= Pied Piper (novel) =

1942 novel by Nevil Shute

First edition cover (William Morrow)

Pied Piper is a novel by Nevil Shute, first published in 1942. The title is a reference to the traditional German folk tale, "The Pied Piper of Hamelin".

==Plot summary==
The story concerns a 70-year-old Englishman, John Sidney Howard, who goes on a fishing holiday in Jura, France partly to recover from grief at the loss of his son during the Battle of the Heligoland Bight. Although the
Second World War has begun, he does not anticipate the speed with which the Nazi German forces invade France. His urgent desire to return home is delayed by a request made by an English couple he meets at the hotel. They ask him to take their two young children to England and safety. While delayed in Dijon by the sudden illness of one of the children, he accepts a request by one of the hotel maids to also take her young niece to safety in England where the child's father is working. Along the way, Howard accepts two more children: a boy whose parents were killed on the road by German aircraft, and a Dutch boy who is being attacked by panicking French villagers who mistake him for a German. Along the way he is overtaken by events and turns for help to some acquaintances in Chartres whom he barely knows, but remembers from a skiing holiday he took with his son, some years before.

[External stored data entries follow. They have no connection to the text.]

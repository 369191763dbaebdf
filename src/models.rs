use serde::{Deserialize, Serialize};
use std::collections::{HashMap, HashSet};
use std::fmt;

use crate::error::ScoringError;

/// A single acceptance goal of a challenge
#[derive(Debug, Clone, PartialEq, Serialize, Deserialize)]
#[serde(rename_all = "camelCase")]
pub struct ChallengeGoal {
    /// Stable slug, unique within the challenge
    pub id: String,
    pub title: String,
    /// Free-text acceptance criteria
    pub criteria: String,
    #[serde(default = "default_goal_weight")]
    pub weight: f64,
    /// Must-have requirement
    #[serde(default)]
    pub critical: bool,
}

fn default_goal_weight() -> f64 {
    1.0
}

/// Immutable snapshot of a challenge, owned by the caller
#[derive(Debug, Clone, PartialEq, Serialize, Deserialize)]
#[serde(rename_all = "camelCase")]
pub struct ChallengeContext {
    pub id: i64,
    pub title: String,
    pub description: String,
    #[serde(default)]
    pub goals: Vec<ChallengeGoal>,
    #[serde(default)]
    pub difficulty: Option<String>,
    #[serde(default)]
    pub category: Option<String>,
}

impl ChallengeContext {
    /// Check goal ids are unique and weights are finite and positive
    pub fn validate(&self) -> Result<(), ScoringError> {
        let mut seen = HashSet::new();
        for goal in &self.goals {
            if !seen.insert(goal.id.as_str()) {
                return Err(ScoringError::InvalidChallenge {
                    reason: format!("duplicate goal id {:?}", goal.id),
                });
            }
            if !goal.weight.is_finite() || goal.weight <= 0.0 {
                return Err(ScoringError::InvalidChallenge {
                    reason: format!("goal {:?} has invalid weight {}", goal.id, goal.weight),
                });
            }
        }
        Ok(())
    }

    /// Text compared against a submission by embedding similarity.
    ///
    /// Title, description, then one "Title: Criteria" line per goal, joined by
    /// blank lines.
    pub fn summary_text(&self) -> String {
        let mut parts = vec![self.title.clone(), self.description.clone()];
        parts.extend(
            self.goals
                .iter()
                .map(|goal| format!("{}: {}", goal.title, goal.criteria)),
        );
        parts.join("\n\n")
    }

    pub fn goal(&self, id: &str) -> Option<&ChallengeGoal> {
        self.goals.iter().find(|goal| goal.id == id)
    }
}

/// Heuristic verifier family
#[derive(Debug, Clone, Copy, PartialEq, Eq, Hash, Serialize, Deserialize)]
#[serde(rename_all = "lowercase")]
pub enum VerifierType {
    Code,
    Text,
    Multimodal,
}

impl fmt::Display for VerifierType {
    fn fmt(&self, f: &mut fmt::Formatter<'_>) -> fmt::Result {
        let name = match self {
            VerifierType::Code => "code",
            VerifierType::Text => "text",
            VerifierType::Multimodal => "multimodal",
        };
        f.write_str(name)
    }
}

/// Outcome of one deterministic check
#[derive(Debug, Clone, PartialEq, Serialize, Deserialize)]
pub struct VerifierCheck {
    pub name: String,
    pub passed: bool,
    #[serde(default, skip_serializing_if = "Option::is_none")]
    pub message: Option<String>,
}

#[derive(Debug, Clone, PartialEq, Serialize, Deserialize)]
pub struct VerifierDetails {
    pub checks: Vec<VerifierCheck>,
    #[serde(default, skip_serializing_if = "Option::is_none")]
    pub metadata: Option<serde_json::Value>,
}

/// Result of a heuristic verifier run
#[derive(Debug, Clone, PartialEq, Serialize, Deserialize)]
pub struct VerifierResult {
    #[serde(rename = "type")]
    pub kind: VerifierType,
    /// 0 to 100
    pub score: u8,
    pub details: VerifierDetails,
}

/// Judge score for a single goal
#[derive(Debug, Clone, PartialEq, Serialize, Deserialize)]
#[serde(rename_all = "camelCase")]
pub struct GoalScore {
    pub goal_id: String,
    pub title: String,
    pub score: u8,
    #[serde(default, skip_serializing_if = "Option::is_none")]
    pub met: Option<bool>,
    #[serde(default, skip_serializing_if = "Option::is_none")]
    pub explanation: Option<String>,
}

/// Judge dimension scores, each 0 to 100 when present
#[derive(Debug, Clone, Default, PartialEq, Serialize, Deserialize)]
#[serde(rename_all = "camelCase")]
pub struct Dimensions {
    #[serde(default, skip_serializing_if = "Option::is_none")]
    pub message_count: Option<u8>,
    #[serde(default, skip_serializing_if = "Option::is_none")]
    pub clarity: Option<u8>,
    #[serde(default, skip_serializing_if = "Option::is_none")]
    pub character_length: Option<u8>,
    #[serde(default, skip_serializing_if = "Option::is_none")]
    pub output_quality: Option<u8>,
}

impl Dimensions {
    pub fn is_empty(&self) -> bool {
        self.message_count.is_none()
            && self.clarity.is_none()
            && self.character_length.is_none()
            && self.output_quality.is_none()
    }

    /// Mean of the clarity and output quality dimensions that are present
    pub fn quality_average(&self) -> Option<f64> {
        let present: Vec<f64> = [self.clarity, self.output_quality]
            .into_iter()
            .flatten()
            .map(f64::from)
            .collect();
        if present.is_empty() {
            None
        } else {
            Some(present.iter().sum::<f64>() / present.len() as f64)
        }
    }
}

/// LLM judge signal as seen by the orchestrator
#[derive(Debug, Clone, PartialEq, Serialize, Deserialize)]
#[serde(rename_all = "camelCase")]
pub struct JudgeResult {
    pub model: String,
    pub composite_score: u8,
    #[serde(default, skip_serializing_if = "Option::is_none")]
    pub per_goal: Option<Vec<GoalScore>>,
    /// False when the judge call failed and this is a placeholder
    pub available: bool,
}

impl JudgeResult {
    /// Placeholder used when the judge could not be reached or parsed
    pub fn degraded() -> Self {
        Self {
            model: "error".to_string(),
            composite_score: 0,
            per_goal: None,
            available: false,
        }
    }
}

#[derive(Debug, Clone, Copy, Default, PartialEq, Eq, Serialize, Deserialize)]
pub struct TokenUsage {
    pub tokens: u32,
}

/// Embedding similarity signal
#[derive(Debug, Clone, PartialEq, Serialize, Deserialize)]
#[serde(rename_all = "camelCase")]
pub struct EmbeddingResult {
    /// Cosine similarity clamped to [0, 1]
    pub similarity: f32,
    pub usage: TokenUsage,
    /// True when both vectors came from the cache
    pub cached: bool,
    pub available: bool,
    #[serde(default, skip_serializing_if = "Option::is_none")]
    pub error: Option<String>,
}

impl EmbeddingResult {
    pub fn unavailable(error: impl Into<String>) -> Self {
        Self {
            similarity: 0.0,
            usage: TokenUsage::default(),
            cached: false,
            available: false,
            error: Some(error.into()),
        }
    }

    /// Similarity on the 0 to 100 scale
    pub fn score(&self) -> u8 {
        (f64::from(self.similarity) * 100.0).round().clamp(0.0, 100.0) as u8
    }
}

/// Relative weight of each signal in the composite
#[derive(Debug, Clone, Copy, PartialEq, Serialize, Deserialize)]
pub struct SignalWeights {
    pub llm: f64,
    pub embedding: f64,
    pub verifier: f64,
}

impl Default for SignalWeights {
    fn default() -> Self {
        Self {
            llm: 0.6,
            embedding: 0.2,
            verifier: 0.2,
        }
    }
}

#[derive(Debug, Clone, PartialEq, Serialize, Deserialize)]
#[serde(rename_all = "camelCase")]
pub struct CompositeScore {
    pub score: u8,
    pub passed: bool,
    pub weights: SignalWeights,
    #[serde(default, skip_serializing_if = "Option::is_none")]
    pub critical_goals_met: Option<bool>,
}

/// Whether any signal contributed to a verification
#[derive(Debug, Clone, Copy, PartialEq, Eq, Serialize, Deserialize)]
#[serde(rename_all = "lowercase")]
pub enum VerificationStatus {
    Completed,
    Unavailable,
}

/// Terminal output of a single-shot verification
#[derive(Debug, Clone, PartialEq, Serialize, Deserialize)]
pub struct VerificationResult {
    pub llm: JudgeResult,
    pub embedding: EmbeddingResult,
    pub verifier: VerifierResult,
    pub composite: CompositeScore,
}

impl VerificationResult {
    pub fn status(&self) -> VerificationStatus {
        let weights = &self.composite.weights;
        if weights.llm + weights.embedding + weights.verifier > 0.0 {
            VerificationStatus::Completed
        } else {
            VerificationStatus::Unavailable
        }
    }
}

#[derive(Debug, Clone, Copy, PartialEq, Eq, Serialize, Deserialize)]
#[serde(rename_all = "lowercase")]
pub enum Role {
    System,
    User,
    Assistant,
}

impl fmt::Display for Role {
    fn fmt(&self, f: &mut fmt::Formatter<'_>) -> fmt::Result {
        let name = match self {
            Role::System => "system",
            Role::User => "user",
            Role::Assistant => "assistant",
        };
        f.write_str(name)
    }
}

#[derive(Debug, Clone, PartialEq, Serialize, Deserialize)]
pub struct ConversationMessage {
    pub role: Role,
    pub content: String,
}

impl ConversationMessage {
    pub fn new(role: Role, content: impl Into<String>) -> Self {
        Self {
            role,
            content: content.into(),
        }
    }
}

/// Transcript statistics computed locally, never by the model
#[derive(Debug, Clone, Default, PartialEq, Serialize, Deserialize)]
#[serde(rename_all = "camelCase")]
pub struct ConversationMetrics {
    pub message_count: usize,
    pub total_tokens: usize,
    pub input_tokens: usize,
    pub output_tokens: usize,
    pub average_message_length: f64,
}

/// Result of scoring a chat transcript
#[derive(Debug, Clone, PartialEq, Serialize, Deserialize)]
#[serde(rename_all = "camelCase")]
pub struct ScoringResponse {
    pub model: String,
    pub composite_score: u8,
    #[serde(default, skip_serializing_if = "Option::is_none")]
    pub goal_alignment: Option<u8>,
    #[serde(default, skip_serializing_if = "Option::is_none")]
    pub per_goal: Option<Vec<GoalScore>>,
    pub dimensions: Dimensions,
    #[serde(default, skip_serializing_if = "HashMap::is_empty")]
    pub explanations: HashMap<String, String>,
    pub conversation_metrics: ConversationMetrics,
    /// False when the judge failed and the score is a placeholder
    pub available: bool,
}

/// Single-shot submission as read by the CLI
#[derive(Debug, Clone, Deserialize, Serialize)]
pub struct Submission {
    pub output: String,
    #[serde(default)]
    pub submission_type: Option<String>,
}

/// Chat-mode submission as read by the CLI
#[derive(Debug, Clone, Deserialize, Serialize)]
pub struct ConversationSubmission {
    pub messages: Vec<ConversationMessage>,
}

Eventually, Howard and the children reach Brittany, hoping to escape Nazi-occupied France on a fishing boat. However, when one of the children is overheard speaking in English, the Nazis discover that Howard is an enemy Englishman and arrest him. He is accused of being a spy and threatened with death by the Gestapo, but in a final plot twist, the German commandant secretly allows Howard and the children to sail to England on the condition that they take his niece with them and send her to her uncle in the United States. His niece is apparently orphaned and had a "non-Aryan" mother.

The boat trip from France to England is successful and, ultimately, all the children are sent to the USA where they are cared for by Howard's daughter.

The tale is told in the form of a flashback by Howard to an acquaintance he meets in a London club during the Blitz.

==Adaptations==
The story was filmed in 1942 and again in a 1989 made-for-television film Crossing to Freedom, also known as The Pied Piper. Howard was played in the 1942 film by Monty Woolley and by Peter O'Toole in the 1989 film.